The first official Olympiad was held in London in 1927. It was intended for inclusion in the 1924 Olympic Games in Paris, but was not due to difficulties distinguishing between amateur and professional players. So while chess is an IOC recognized sport, the Olympiads have been held separately for the past several decades. During the Bejing Olympics in 2008, there was a failed attempt to merge the games.
Personally, I think the only real obstacle to chess being part of the the Olympic Games is the ability of network TV to cope with coverage and sponsorship. Bob Costas would be learning how to banter about the Alekhine defense and how there's only one woman on the board and she's the most powerful piece. By the way, I would pay to watch this.
I called my friend Susan Polgar, a five-time Olympic chess champion with 10 medals (five gold, four silver, and one bronze), to ask her if chess parents are as intense as other sports parents. Ms. Polgar won her first world title at age 12 and an Olympic gold in 1988 when she was 19. She won her last gold in 2004 at 35. She is undefeated in Olympic competition.
Zsuzsanna Polgár is a Hungarian-American chess player, who was born and raised in Budapest, Hungary. She lived in New York for 13 years, Texas for five years, and now lives in St. Louis, Mo., where she heads the chess program at Webster University.
Polgar has seen the sport from both athlete and parent perspectives. She is both the mother of chess-playing sons and daughter to parents who raised her and her two sisters to be champions.

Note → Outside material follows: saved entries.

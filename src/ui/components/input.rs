use crossterm::event::{KeyCode, KeyEvent, KeyModifiers};

/// Result of handling a key event in an input component
#[derive(Debug, Clone, PartialEq, Eq)]
pub enum InputResult {
  /// Key was handled, continue input mode
  Consumed,
  /// Enter pressed, here's the submitted value
  Submitted(String),
  /// Escape pressed, input cancelled
  Cancelled,
  /// Key not handled, pass to next handler
  NotHandled,
}

/// Reusable single-line text input.
///
/// The buffer is kept as chars so cursor movement and deletion stay correct
/// for non-ASCII input (customer names, descriptions).
#[derive(Debug, Clone, Default)]
pub struct TextInput {
  chars: Vec<char>,
  cursor: usize,
}

impl TextInput {
  pub fn new() -> Self {
    Self::default()
  }

  /// An input pre-filled with an existing value (edit forms), cursor at the
  /// end.
  pub fn with_value(value: &str) -> Self {
    let chars: Vec<char> = value.chars().collect();
    let cursor = chars.len();
    Self { chars, cursor }
  }

  /// Get the current input value
  pub fn value(&self) -> String {
    self.chars.iter().collect()
  }

  pub fn is_empty(&self) -> bool {
    self.chars.is_empty()
  }

  /// Replace the buffer (e.g. auto-filled slug)
  pub fn set_value(&mut self, value: &str) {
    self.chars = value.chars().collect();
    self.cursor = self.chars.len();
  }

  /// Clear the input
  pub fn clear(&mut self) {
    self.chars.clear();
    self.cursor = 0;
  }

  /// Handle a key event, returning the result
  pub fn handle_key(&mut self, key: KeyEvent) -> InputResult {
    match key.code {
      KeyCode::Esc => InputResult::Cancelled,
      KeyCode::Enter => InputResult::Submitted(self.value()),
      KeyCode::Backspace => {
        if self.cursor > 0 {
          self.cursor -= 1;
          self.chars.remove(self.cursor);
        }
        InputResult::Consumed
      }
      KeyCode::Delete => {
        if self.cursor < self.chars.len() {
          self.chars.remove(self.cursor);
        }
        InputResult::Consumed
      }
      KeyCode::Left => {
        self.cursor = self.cursor.saturating_sub(1);
        InputResult::Consumed
      }
      KeyCode::Right => {
        if self.cursor < self.chars.len() {
          self.cursor += 1;
        }
        InputResult::Consumed
      }
      KeyCode::Home => {
        self.cursor = 0;
        InputResult::Consumed
      }
      KeyCode::End => {
        self.cursor = self.chars.len();
        InputResult::Consumed
      }
      KeyCode::Char('u') if key.modifiers.contains(KeyModifiers::CONTROL) => {
        // Clear line before cursor
        self.chars.drain(..self.cursor);
        self.cursor = 0;
        InputResult::Consumed
      }
      KeyCode::Char('w') if key.modifiers.contains(KeyModifiers::CONTROL) => {
        // Delete word before cursor
        let mut start = self.cursor;
        while start > 0 && self.chars[start - 1] == ' ' {
          start -= 1;
        }
        while start > 0 && self.chars[start - 1] != ' ' {
          start -= 1;
        }
        self.chars.drain(start..self.cursor);
        self.cursor = start;
        InputResult::Consumed
      }
      KeyCode::Char(c) if !key.modifiers.contains(KeyModifiers::CONTROL) => {
        self.chars.insert(self.cursor, c);
        self.cursor += 1;
        InputResult::Consumed
      }
      _ => InputResult::NotHandled,
    }
  }

  /// Get cursor position for rendering
  pub fn cursor_position(&self) -> usize {
    self.cursor
  }
}

#[cfg(test)]
mod tests {
  use super::*;

  fn key(code: KeyCode) -> KeyEvent {
    KeyEvent::new(code, KeyModifiers::NONE)
  }

  fn ctrl_key(code: KeyCode) -> KeyEvent {
    KeyEvent::new(code, KeyModifiers::CONTROL)
  }

  fn type_str(input: &mut TextInput, s: &str) {
    for c in s.chars() {
      input.handle_key(key(KeyCode::Char(c)));
    }
  }

  #[test]
  fn test_basic_input() {
    let mut input = TextInput::new();
    assert!(input.is_empty());
    type_str(&mut input, "hi");
    assert_eq!(input.value(), "hi");
  }

  #[test]
  fn test_submit() {
    let mut input = TextInput::new();
    type_str(&mut input, "test");
    let result = input.handle_key(key(KeyCode::Enter));
    assert_eq!(result, InputResult::Submitted("test".to_string()));
  }

  #[test]
  fn test_cancel() {
    let mut input = TextInput::new();
    type_str(&mut input, "x");
    let result = input.handle_key(key(KeyCode::Esc));
    assert_eq!(result, InputResult::Cancelled);
  }

  #[test]
  fn test_with_value_edits_at_end() {
    let mut input = TextInput::with_value("latte");
    type_str(&mut input, "!");
    assert_eq!(input.value(), "latte!");
  }

  #[test]
  fn test_cursor_movement_and_insert() {
    let mut input = TextInput::new();
    type_str(&mut input, "ac");
    input.handle_key(key(KeyCode::Left));
    type_str(&mut input, "b");
    assert_eq!(input.value(), "abc");
  }

  #[test]
  fn test_non_ascii_editing() {
    let mut input = TextInput::with_value("кофе");
    input.handle_key(key(KeyCode::Backspace));
    assert_eq!(input.value(), "коф");
  }

  #[test]
  fn test_ctrl_w_deletes_word() {
    let mut input = TextInput::with_value("flat white");
    input.handle_key(ctrl_key(KeyCode::Char('w')));
    assert_eq!(input.value(), "flat ");
  }

  #[test]
  fn test_ctrl_u_clears_before_cursor() {
    let mut input = TextInput::with_value("hello world");
    for _ in 0..5 {
      input.handle_key(key(KeyCode::Left));
    }
    input.handle_key(ctrl_key(KeyCode::Char('u')));
    assert_eq!(input.value(), "world");
  }
}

“I think there are two types of parents in any sport,” Polgar said. “Those who recognize the child's potential and support the child wholeheartedly, sacrificing for the child's dream. Then there are the parents who try to live out their own unfulfilled dreams, through their children. Both of my parents recognized our potential, and they also sacrificed everything for us to succeed.”
I always thought of chess as an elitist game until I began working with kids in a free inner-city chess program for low-income and at-risk children. The program opened doors to what has been an exclusive sport, making it accessible to all children. I have seen the thrill of victory and the agony of defeat. Kids gather around and cheer in team events called "bughouse chess."
We need a hundred more Maurice Ashleys (the first African-American grandmaster) and way more female players on the boards. Chess can take kids to all the great destinations where other sports go, plus there are also opportunities for different scholarships.
Chess players and athletes aren't as separate as you may think. In fact, some of the biggest names in sport also have game in chess including NBA past and present stars such as Kobe Bryant, the late Wilt Chamberlain, Kareem Abdul-Jabbar, Larry Bird, Danny Ainge, Latrell Sprewell, Steve Smith and Jason Williams. And don’t forget former and current tennis players Boris Becker, Anna Kournikova, John McEnroe, Roger Federer, Jennifer Capriati, and Ivan Lendl. There are also professional sports coaches who support or have supported chess: Rick Carlisle of the NBA's Dallas Mavericks, former NBA head coach Flip Saunders, and the late Bill Walsh of the NFL's San Francisco 49ers.
Harkening back to chess parents, Queen Elizabeth II is an avid player. Perhaps Her Majesty will demonstrate the power of her position both on and off the board by decreeing that the Olympiads merge in future?
It would certainly put Great Britain and many other nations on the medal stand with greater frequency.
What do you say Madam, shall the games begin?